Examples of standard input and output
Often when you run a tool, it outputs to the terminal. Take for instance this simple sequence command using the seq tool:
$ seq 1 6 1 2 3 4 5 6
The output, which is simply to count integers up from 1 to 6, one number per line, comes to the screen. But you could also send it to a file using the > character. The shell interpreter uses this character to mean “redirect standard output to a file whose name follows.” So as you can guess, this command puts the output into a file called six.txt:
$ seq 1 6 > six.txt
Notice nothing comes to the screen. You’ve sent the ouptut into a file instead. If you run the command cat six.txt you can verify that.
You probably remember the simple use of the grep command from a previous article. You could ask grep to search for a pattern in a file by simply declaring the file name. But that’s simply a convenience feature in grep. Technically it’s built to take standard input, and search that.
The shell uses the < character similarly to mean “redirect standard input from a file whose name follows.” So you could just as well search for the number 4 in the file six.txt this way:
$ grep 4 < six.txt 4
Of course the output here is, by default, the content of any line with a match. So grep finds the digit 4 in the file and outputs that line to standard output.
Now imagine: what if you took the standard output of one tool, and instead of sending it to the terminal, you sent it into another tool’s standard input? This is the essence of the pipe.
Your shell uses the vertical bar character | to represent a pipe between two commands. You can find it on most keyboard above the backslash \ character. It’s used like this:
$ command1 | command2
For most simple utilities, you wouldn’t use an output filename option on command1, nor an input file option on command2. (You might use other options, though.) Instead of using files, you’re sending the output of command1 directly into command2. You can use as many pipes in a row as needed, creating complex pipelines of several commands in a row.
This (relatively useless) example combines the commands above:
$ seq 1 6 | grep 4 4
What happened here? The seq command outputs the integers 1 through 6, one line at a time. The grep command processes that output line by line, searching for a match on the digit 4, and outputs any matching line.

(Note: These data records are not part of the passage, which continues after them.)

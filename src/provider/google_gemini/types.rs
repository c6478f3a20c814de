use std::collections::HashMap;

use serde::{Deserialize, Serialize};
use serde_json::Value;

/// `GenerateContentResponse`, shared by regular responses and stream chunks.
#[derive(Debug, Clone, Serialize, Deserialize)]
#[serde(rename_all = "camelCase")]
pub(crate) struct GeminiGenerateContentResponse {
    #[serde(default)]
    pub(crate) candidates: Vec<GeminiCandidate>,
    #[serde(default)]
    pub(crate) prompt_feedback: Option<GeminiPromptFeedback>,
    #[serde(default)]
    pub(crate) usage_metadata: Option<GeminiUsageMetadata>,
    #[serde(default)]
    pub(crate) model_version: Option<String>,
    #[serde(default)]
    pub(crate) response_id: Option<String>,
}

#[derive(Debug, Clone, Serialize, Deserialize)]
#[serde(rename_all = "camelCase")]
pub(crate) struct GeminiCandidate {
    #[serde(default)]
    pub(crate) content: Option<GeminiContent>,
    #[serde(default)]
    pub(crate) finish_reason: Option<String>,
    #[serde(default)]
    pub(crate) index: Option<usize>,
}

#[derive(Debug, Clone, Serialize, Deserialize)]
pub(crate) struct GeminiContent {
    #[serde(default)]
    pub(crate) parts: Vec<GeminiPart>,
    #[serde(default)]
    pub(crate) role: Option<String>,
}

/// One part of a candidate. Fields without a normalized counterpart stay in `extra`.
#[derive(Debug, Clone, Serialize, Deserialize)]
#[serde(rename_all = "camelCase")]
pub(crate) struct GeminiPart {
    #[serde(default)]
    pub(crate) text: Option<String>,
    /// Set on thought-summary parts when thinking is enabled.
    #[serde(default)]
    pub(crate) thought: Option<bool>,
    #[serde(default, skip_serializing_if = "Option::is_none")]
    pub(crate) thought_signature: Option<String>,
    #[serde(default)]
    pub(crate) function_call: Option<GeminiFunctionCall>,
    #[serde(flatten)]
    pub(crate) extra: HashMap<String, Value>,
}

#[derive(Debug, Clone, Serialize, Deserialize)]
pub(crate) struct GeminiFunctionCall {
    /// Only some API versions return an id.
    #[serde(default)]
    pub(crate) id: Option<String>,
    pub(crate) name: String,
    #[serde(default)]
    pub(crate) args: Value,
}

#[derive(Debug, Clone, Serialize, Deserialize)]
#[serde(rename_all = "camelCase")]
pub(crate) struct GeminiPromptFeedback {
    #[serde(default)]
    pub(crate) block_reason: Option<String>,
}

#[derive(Debug, Clone, Serialize, Deserialize, Default)]
#[serde(rename_all = "camelCase")]
pub(crate) struct GeminiUsageMetadata {
    #[serde(default)]
    pub(crate) prompt_token_count: Option<u64>,
    #[serde(default)]
    pub(crate) cached_content_token_count: Option<u64>,
    #[serde(default)]
    pub(crate) candidates_token_count: Option<u64>,
    #[serde(default)]
    pub(crate) thoughts_token_count: Option<u64>,
    #[serde(default)]
    pub(crate) total_token_count: Option<u64>,
}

Here’s a slightly more useful example. Let’s say you want to find out if TCP port 22, the ssh port, is open on your system. You could find this out using the ss command* by looking through its copious output. Or you could figure out its filter language and use that. Or you could use pipes. For example, pipe it through grep looking for the ssh port label:
$ ss -tl | grep ssh LISTEN 0 128 0.0.0.0:ssh 0.0.0.0:* LISTEN 0 128 [::]:ssh [::]:*
* Those readers familiar with the venerable netstat command may note it is mostly obsolete, as stated in its man page.
That’s a lot easier than reading through many lines of output. And of course, you can combine redirectors and pipes, for instance:
$ ss -tl | grep ssh > ssh-listening.txt
This is barely scratching the surface of pipes. Let your imagination run wild. Have fun piping!